━━ Material for this exercise

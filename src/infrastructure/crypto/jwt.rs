//! JWT token handling
//!
//! Access and refresh tokens share one claim set and differ by `typ` and
//! lifetime. Validation is pinned to HS256: a token whose header names any
//! other algorithm is refused before its signature is looked at.

use chrono::{Duration, Utc};
use jsonwebtoken::errors::ErrorKind;
use jsonwebtoken::{decode, encode, Algorithm, DecodingKey, EncodingKey, Header, Validation};
use serde::{Deserialize, Serialize};
use thiserror::Error;

use crate::domain::{DomainError, User, UserRole};

const SIGNING_ALGORITHM: Algorithm = Algorithm::HS256;

/// JWT configuration
#[derive(Clone)]
pub struct JwtConfig {
    /// Secret key for signing tokens
    pub secret: String,
    /// Issuer claim
    pub issuer: String,
    /// Lifetime of access tokens
    pub access_ttl: Duration,
    /// Lifetime of refresh tokens
    pub refresh_ttl: Duration,
}

impl Default for JwtConfig {
    fn default() -> Self {
        Self {
            secret: "dev-secret-key".to_string(),
            issuer: "gatekeeper-api".to_string(),
            access_ttl: Duration::minutes(30),
            refresh_ttl: Duration::days(7),
        }
    }
}

#[derive(Debug, Clone, Copy, PartialEq, Eq, Serialize, Deserialize)]
#[serde(rename_all = "lowercase")]
pub enum TokenKind {
    Access,
    Refresh,
}

/// JWT claims
#[derive(Debug, Serialize, Deserialize, Clone)]
pub struct Claims {
    /// Subject (user ID)
    pub sub: String,
    pub username: String,
    pub role: UserRole,
    pub typ: TokenKind,
    /// Expiration time (Unix timestamp)
    pub exp: i64,
    /// Issued at (Unix timestamp)
    pub iat: i64,
    /// Not before (Unix timestamp)
    pub nbf: i64,
    pub iss: String,
}

#[derive(Debug, Clone, Error, PartialEq, Eq)]
pub enum TokenError {
    #[error("Invalid authentication token")]
    Invalid,
    #[error("Token has expired")]
    Expired,
    #[error("Failed to sign token: {0}")]
    Signing(String),
}

impl From<TokenError> for DomainError {
    fn from(e: TokenError) -> Self {
        match e {
            TokenError::Signing(msg) => DomainError::Internal(msg),
            other => DomainError::Unauthorized(other.to_string()),
        }
    }
}

/// Issues and validates signed tokens.
#[derive(Clone)]
pub struct TokenService {
    config: JwtConfig,
    encoding_key: EncodingKey,
    decoding_key: DecodingKey,
    validation: Validation,
}

impl TokenService {
    pub fn new(config: JwtConfig) -> Self {
        let mut validation = Validation::new(SIGNING_ALGORITHM);
        validation.set_issuer(&[&config.issuer]);
        validation.set_required_spec_claims(&["exp", "iss", "sub"]);
        validation.leeway = 0;

        Self {
            encoding_key: EncodingKey::from_secret(config.secret.as_bytes()),
            decoding_key: DecodingKey::from_secret(config.secret.as_bytes()),
            validation,
            config,
        }
    }

    /// Access token lifetime in seconds
    pub fn access_ttl_secs(&self) -> i64 {
        self.config.access_ttl.num_seconds()
    }

    pub fn issue_access_token(&self, user: &User) -> Result<String, TokenError> {
        self.issue(user, TokenKind::Access, self.config.access_ttl)
    }

    pub fn issue_refresh_token(&self, user: &User) -> Result<String, TokenError> {
        self.issue(user, TokenKind::Refresh, self.config.refresh_ttl)
    }

    /// Verify signature, issuer, expiry and token kind.
    pub fn validate(&self, token: &str, expected: TokenKind) -> Result<Claims, TokenError> {
        let data = decode::<Claims>(token, &self.decoding_key, &self.validation).map_err(|e| {
            match e.kind() {
                ErrorKind::ExpiredSignature => TokenError::Expired,
                _ => TokenError::Invalid,
            }
        })?;

        if data.claims.typ != expected {
            return Err(TokenError::Invalid);
        }
        Ok(data.claims)
    }

    fn issue(&self, user: &User, typ: TokenKind, ttl: Duration) -> Result<String, TokenError> {
        let now = Utc::now();
        let claims = Claims {
            sub: user.user_id.clone(),
            username: user.username.clone(),
            role: user.role,
            typ,
            exp: (now + ttl).timestamp(),
            iat: now.timestamp(),
            nbf: now.timestamp(),
            iss: self.config.issuer.clone(),
        };

        encode(&Header::new(SIGNING_ALGORITHM), &claims, &self.encoding_key)
            .map_err(|e| TokenError::Signing(e.to_string()))
    }
}
//! Password hashing and strength policy

use bcrypt::{hash, verify, DEFAULT_COST};
use thiserror::Error;
use uuid::Uuid;

use crate::domain::DomainError;

/// Minimum number of characters in a password
pub const MIN_PASSWORD_LENGTH: usize = 8;

/// bcrypt only reads this many bytes of input
pub const MAX_PASSWORD_BYTES: usize = 72;

#[derive(Debug, Error)]
pub enum PasswordError {
    /// Rejected by the strength policy
    #[error("{0}")]
    Weak(String),

    #[error("Failed to hash password: {0}")]
    Hashing(#[from] bcrypt::BcryptError),
}

impl From<PasswordError> for DomainError {
    fn from(e: PasswordError) -> Self {
        match e {
            PasswordError::Weak(msg) => DomainError::Validation(msg),
            PasswordError::Hashing(err) => DomainError::Internal(err.to_string()),
        }
    }
}

/// Check a password against the policy: at least [`MIN_PASSWORD_LENGTH`]
/// characters, at most [`MAX_PASSWORD_BYTES`] bytes, one letter and one digit.
pub fn validate_password_strength(password: &str) -> Result<(), PasswordError> {
    if password.chars().count() < MIN_PASSWORD_LENGTH {
        return Err(PasswordError::Weak(format!(
            "Password must be at least {} characters",
            MIN_PASSWORD_LENGTH
        )));
    }
    if password.len() > MAX_PASSWORD_BYTES {
        return Err(PasswordError::Weak(format!(
            "Password must be at most {} bytes",
            MAX_PASSWORD_BYTES
        )));
    }
    if !password.chars().any(|c| c.is_ascii_alphabetic()) {
        return Err(PasswordError::Weak(
            "Password must contain at least one letter".into(),
        ));
    }
    if !password.chars().any(|c| c.is_ascii_digit()) {
        return Err(PasswordError::Weak(
            "Password must contain at least one number".into(),
        ));
    }
    Ok(())
}

/// bcrypt-backed credential verifier.
#[derive(Debug, Clone, Copy)]
pub struct PasswordHasher {
    cost: u32,
}

impl PasswordHasher {
    pub fn new(cost: u32) -> Self {
        Self { cost }
    }

    /// Hash a password after enforcing the strength policy.
    pub fn hash(&self, password: &str) -> Result<String, PasswordError> {
        validate_password_strength(password)?;
        Ok(hash(password, self.cost)?)
    }

    /// Verify a password against a digest.
    ///
    /// Malformed digests and candidates bcrypt would truncate count as a
    /// mismatch.
    pub fn verify(&self, password: &str, digest: &str) -> bool {
        if password.len() > MAX_PASSWORD_BYTES {
            return false;
        }
        verify(password, digest).unwrap_or(false)
    }

    /// A digest of a random secret at this hasher's cost.
    ///
    /// Login checks unknown accounts against it so every failure path pays
    /// for one bcrypt comparison.
    pub fn decoy_digest(&self) -> String {
        hash(Uuid::new_v4().to_string(), self.cost).unwrap_or_default()
    }
}

impl Default for PasswordHasher {
    fn default() -> Self {
        Self::new(DEFAULT_COST)
    }
}

#[cfg(test)]
mod tests {
    use super::*;

    fn hasher() -> PasswordHasher {
        PasswordHasher::new(4)
    }

    #[test]
    fn test_hash_and_verify() {
        let hasher = hasher();
        let hashed = hasher.hash("secure_password_123").unwrap();

        assert!(hasher.verify("secure_password_123", &hashed));
        assert!(!hasher.verify("wrong_password_123", &hashed));
    }

    #[test]
    fn weak_passwords_are_rejected_before_hashing() {
        let hasher = hasher();
        for weak in ["abc", "abcdefgh", "12345678", ""] {
            assert!(
                matches!(hasher.hash(weak), Err(PasswordError::Weak(_))),
                "{weak:?} should be rejected"
            );
        }
    }

    #[test]
    fn malformed_digest_is_a_mismatch() {
        assert!(!hasher().verify("password123", "not-a-bcrypt-digest"));
    }

    #[test]
    fn shared_72_byte_prefix_does_not_cross_verify() {
        let hasher = hasher();
        let prefix = format!("{}1", "a".repeat(71));
        assert_eq!(prefix.len(), MAX_PASSWORD_BYTES);

        let long = format!("{prefix}CorrectHorse9");
        assert!(matches!(hasher.hash(&long), Err(PasswordError::Weak(_))));

        let digest = hasher.hash(&prefix).unwrap();
        assert!(hasher.verify(&prefix, &digest));
        assert!(!hasher.verify(&format!("{prefix}TotallyDifferent"), &digest));
    }

    #[test]
    fn over_long_password_maps_to_validation() {
        let err: DomainError = validate_password_strength(&format!("{}1", "a".repeat(80)))
            .unwrap_err()
            .into();
        assert!(matches!(err, DomainError::Validation(_)));
    }

    #[test]
    fn decoy_digest_uses_configured_cost_and_matches_nothing() {
        let hasher = hasher();
        let decoy = hasher.decoy_digest();
        assert!(decoy.starts_with("$2b$04$"), "{decoy}");
        assert!(!hasher.verify("password123", &decoy));
    }

    #[test]
    fn weak_password_maps_to_validation() {
        let err: DomainError = validate_password_strength("abc").unwrap_err().into();
        assert!(matches!(err, DomainError::Validation(_)));
    }
}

━━━━

* _What this task involves_: Throughout the data above, count the lines where the word "PartialEq" occurs, and report that figure alone.

* _Exercise result_: 2